After falling behind by four touchdowns in the second quarter, Jackson County settled down and cut the lead to 35-14 at halftime.
But the Panthers came up empty on a third-quarter march inside Cartersville’s five-yard line when a pass on fourth-and-five to Xavier Harper was broken up.
“We throw the ball to our best player and, you know, everybody on our sidelines and our stands thought he got mugged and that it should have been a pass interference,” Panther quarterback Kyle Daniel said. “Bottom line, it wasn’t.”
Then early in the fourth quarter, Jackson County drove to the Purple Hurricane one before fumbling the ball away.
“It was a game of missed opportunities, I think, for us,” Daniel said.
Barden threw a touchdown pass to Ford with 8:27 left to increase the Purple Hurricanes’ lead to 42-14 and effectively put the game out of reach.
Ledford did manage a one-yard scoring run with 6:19 to give himself the hat trick for the night.
Barden threw his sixth touchdown of the night to Gray to put the Purple Hurricanes up 49-21. Then in the final minutes, Cartersville’s Kobie Whitfield stepped in front of a pass and took it 70 yards for a touchdown.
Jackson County was able to move the ball on the Purple Hurricanes throughout the night, and the 21 points the Panthers scored was the second-most Cartersville has allowed this season.
“That’s a really good defense,” Daniel said. “For us to move the ball up and own on them like we did, I think that says a lot for our team.”

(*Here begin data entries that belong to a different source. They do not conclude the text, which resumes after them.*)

use std::collections::HashSet;

use crate::tracker::Detection;

/// Keep only detections whose class is in `allowed`, preserving order.
pub fn filter_classes(detections: Vec<Detection>, allowed: &HashSet<u32>) -> Vec<Detection> {
    detections
        .into_iter()
        .filter(|d| allowed.contains(&d.class_id))
        .collect()
}

/// Class allow-list plus the detector confidence floor.
#[derive(Debug, Clone)]
pub struct ClassFilter {
    allowed: HashSet<u32>,
    min_confidence: f32,
}

impl ClassFilter {
    pub fn new(allowed: impl IntoIterator<Item = u32>, min_confidence: f32) -> Self {
        Self {
            allowed: allowed.into_iter().collect(),
            min_confidence,
        }
    }

    pub fn allowed(&self) -> &HashSet<u32> {
        &self.allowed
    }

    pub fn apply(&self, detections: Vec<Detection>) -> Vec<Detection> {
        filter_classes(detections, &self.allowed)
            .into_iter()
            .filter(|d| d.score >= self.min_confidence)
            .collect()
    }
}

#[cfg(test)]
mod tests {
    use super::*;

    const SHEEP: u32 = 18;
    const COW: u32 = 19;
    const DOG: u32 = 16;

    fn det(class_id: u32, score: f32) -> Detection {
        Detection::new(0.0, 0.0, 10.0, 10.0, score, class_id)
    }

    #[test]
    fn test_drops_only_disallowed_classes() {
        let allowed = HashSet::from([SHEEP, COW]);
        let input = vec![det(SHEEP, 0.9), det(DOG, 0.9), det(COW, 0.4), det(DOG, 0.2), det(SHEEP, 0.1)];
        let output = filter_classes(input, &allowed);
        let classes: Vec<_> = output.iter().map(|d| d.class_id).collect();
        assert_eq!(classes, vec![SHEEP, COW, SHEEP]);
    }

    #[test]
    fn test_empty_input() {
        assert!(filter_classes(vec![], &HashSet::from([SHEEP])).is_empty());
    }

    #[test]
    fn test_confidence_floor() {
        let filter = ClassFilter::new([SHEEP, COW], 0.25);
        let output = filter.apply(vec![det(SHEEP, 0.9), det(COW, 0.1), det(DOG, 0.9)]);
        assert_eq!(output, vec![det(SHEEP, 0.9)]);
    }
}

Though Jackson County couldn’t pull off what would have been a major upset, these Panthers will be remembered fondly for becoming only the fourth team in the school’s history to reach the postseason.
“When we look back at our (senior) group, when we were in seventh grade we could tell that we were a pretty solid group,” Daniel said. “We talked about it back then — wanting to be the group that changed it. We were able to do that.”
Harrison said this season will go down as best football experiences.
“To come to a team that people said ‘we couldn’t,’ and I think we proved we can, it’s just really good — and not for me,” he said. “Just for those kids that had the years of not having as much success as they would like to and the community, I think this season does nothing but generate for next season.”
Harrison expressed his gratitude toward this senior class, which leaves with a record of 17-24, one of the better four-year marks in Panther history.
“I can’t say enough about our seniors,” Harrison said. “They were the reason we were here and they bought into everything we tried to sell to them this year. I couldn’t be more proud of them. Like I said, a couple plays here and there, we make this game interesting.”
Harrison and his remaining players will soon begin work on next year having already broken the school’s 20-year playoff drought, but this year’s success was “huge,” Harrison said.
“To make the playoffs just says a lot about our kids and their belief in what we were able to do,” Harrison said. “And we’ve got a good group of football players. I think the young kids really have to learn from those guys (the seniors). They set the standard and hopefully this class, the 2012 football team, will be the ones remembered for turning this thing around.”